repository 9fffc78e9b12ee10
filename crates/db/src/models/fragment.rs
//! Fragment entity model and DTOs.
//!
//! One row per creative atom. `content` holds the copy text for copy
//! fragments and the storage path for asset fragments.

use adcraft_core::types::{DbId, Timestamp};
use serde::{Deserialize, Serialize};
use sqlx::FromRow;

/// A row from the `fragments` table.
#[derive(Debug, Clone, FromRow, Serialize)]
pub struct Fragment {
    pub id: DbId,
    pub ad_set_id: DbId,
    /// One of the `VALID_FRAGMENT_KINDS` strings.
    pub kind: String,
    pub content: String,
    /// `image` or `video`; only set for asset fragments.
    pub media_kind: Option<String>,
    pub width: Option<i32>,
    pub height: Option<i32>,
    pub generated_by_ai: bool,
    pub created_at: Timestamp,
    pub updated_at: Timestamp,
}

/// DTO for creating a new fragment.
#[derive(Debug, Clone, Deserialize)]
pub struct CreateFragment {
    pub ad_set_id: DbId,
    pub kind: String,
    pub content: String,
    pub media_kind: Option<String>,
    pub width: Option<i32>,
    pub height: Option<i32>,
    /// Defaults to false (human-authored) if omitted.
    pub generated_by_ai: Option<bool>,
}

^^^^^^^^^^^^^^^^

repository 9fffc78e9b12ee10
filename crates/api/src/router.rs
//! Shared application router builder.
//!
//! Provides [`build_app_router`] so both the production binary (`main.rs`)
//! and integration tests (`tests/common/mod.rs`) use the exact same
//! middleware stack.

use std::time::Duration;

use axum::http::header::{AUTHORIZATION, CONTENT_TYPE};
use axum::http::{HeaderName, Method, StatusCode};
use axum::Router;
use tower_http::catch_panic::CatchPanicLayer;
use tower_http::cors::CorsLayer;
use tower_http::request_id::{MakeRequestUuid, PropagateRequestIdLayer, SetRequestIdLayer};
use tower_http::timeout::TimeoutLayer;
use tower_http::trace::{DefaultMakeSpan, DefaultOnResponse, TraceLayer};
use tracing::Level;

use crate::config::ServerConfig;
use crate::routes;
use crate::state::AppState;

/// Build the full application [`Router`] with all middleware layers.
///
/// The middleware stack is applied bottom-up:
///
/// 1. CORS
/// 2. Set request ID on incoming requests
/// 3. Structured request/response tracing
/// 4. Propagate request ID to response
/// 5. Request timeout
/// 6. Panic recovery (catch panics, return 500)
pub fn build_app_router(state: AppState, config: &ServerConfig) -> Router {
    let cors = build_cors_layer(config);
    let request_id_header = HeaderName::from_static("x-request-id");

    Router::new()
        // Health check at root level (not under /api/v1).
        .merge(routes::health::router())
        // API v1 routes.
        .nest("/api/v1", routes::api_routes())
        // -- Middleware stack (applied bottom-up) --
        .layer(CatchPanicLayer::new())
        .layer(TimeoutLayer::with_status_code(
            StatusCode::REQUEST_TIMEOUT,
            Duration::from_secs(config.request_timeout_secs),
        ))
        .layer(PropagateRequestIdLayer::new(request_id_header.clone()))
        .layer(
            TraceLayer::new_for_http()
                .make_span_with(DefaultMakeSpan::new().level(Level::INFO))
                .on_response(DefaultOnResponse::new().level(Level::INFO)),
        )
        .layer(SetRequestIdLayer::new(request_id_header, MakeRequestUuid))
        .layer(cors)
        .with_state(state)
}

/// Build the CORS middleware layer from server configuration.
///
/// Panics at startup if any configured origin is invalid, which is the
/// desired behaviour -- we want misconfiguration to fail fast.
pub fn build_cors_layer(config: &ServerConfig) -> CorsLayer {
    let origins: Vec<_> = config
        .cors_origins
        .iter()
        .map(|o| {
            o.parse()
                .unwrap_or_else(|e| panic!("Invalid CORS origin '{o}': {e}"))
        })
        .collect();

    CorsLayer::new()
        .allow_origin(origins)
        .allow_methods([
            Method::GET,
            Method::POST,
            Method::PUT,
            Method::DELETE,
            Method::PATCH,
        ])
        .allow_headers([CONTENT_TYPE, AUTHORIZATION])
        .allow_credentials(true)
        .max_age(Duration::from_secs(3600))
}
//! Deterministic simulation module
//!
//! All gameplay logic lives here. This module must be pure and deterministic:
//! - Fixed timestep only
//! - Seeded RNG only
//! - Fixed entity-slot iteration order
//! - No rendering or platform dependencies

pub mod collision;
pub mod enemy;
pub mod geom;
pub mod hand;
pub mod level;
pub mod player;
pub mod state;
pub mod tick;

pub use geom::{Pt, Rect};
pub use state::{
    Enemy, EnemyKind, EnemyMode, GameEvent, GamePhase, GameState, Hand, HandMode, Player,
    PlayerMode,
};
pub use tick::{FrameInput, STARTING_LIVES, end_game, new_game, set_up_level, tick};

^^^^^^^^^^^^^^^^

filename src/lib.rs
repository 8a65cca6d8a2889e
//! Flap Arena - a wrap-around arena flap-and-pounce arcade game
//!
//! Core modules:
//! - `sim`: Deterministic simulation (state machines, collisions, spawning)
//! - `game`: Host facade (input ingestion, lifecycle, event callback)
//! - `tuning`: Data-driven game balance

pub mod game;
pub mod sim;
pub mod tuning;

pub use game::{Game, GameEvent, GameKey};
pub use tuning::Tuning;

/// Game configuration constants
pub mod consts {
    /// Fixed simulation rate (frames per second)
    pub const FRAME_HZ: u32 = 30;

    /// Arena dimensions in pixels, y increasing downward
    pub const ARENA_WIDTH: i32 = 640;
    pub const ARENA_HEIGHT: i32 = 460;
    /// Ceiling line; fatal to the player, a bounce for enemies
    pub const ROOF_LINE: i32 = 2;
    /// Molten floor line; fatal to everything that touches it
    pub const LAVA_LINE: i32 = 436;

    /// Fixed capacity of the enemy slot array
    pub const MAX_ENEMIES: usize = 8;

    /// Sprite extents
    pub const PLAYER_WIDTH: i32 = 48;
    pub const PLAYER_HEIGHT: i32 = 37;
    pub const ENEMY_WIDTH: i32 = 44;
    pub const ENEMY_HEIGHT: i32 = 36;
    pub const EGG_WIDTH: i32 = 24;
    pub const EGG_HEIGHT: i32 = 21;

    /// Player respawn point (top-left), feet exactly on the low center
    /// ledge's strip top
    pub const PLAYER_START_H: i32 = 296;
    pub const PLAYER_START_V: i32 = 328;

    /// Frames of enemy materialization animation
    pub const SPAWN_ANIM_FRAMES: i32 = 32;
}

^^^^^^^^^^^^^^^^

- _EXERCISE GOAL_
In the listing above, find the line containing "use tower_http::cors::CorsLayer;" and the line containing "use crate::config::ServerConfig;", then retype both and every line between them exactly, with nothing else.

- _EXERCISE RESPONSE_
use tower_http::cors::CorsLayer;
use tower_http::request_id::{MakeRequestUuid, PropagateRequestIdLayer, SetRequestIdLayer};
use tower_http::timeout::TimeoutLayer;
use tower_http::trace::{DefaultMakeSpan, DefaultOnResponse, TraceLayer};
use tracing::Level;

use crate::config::ServerConfig;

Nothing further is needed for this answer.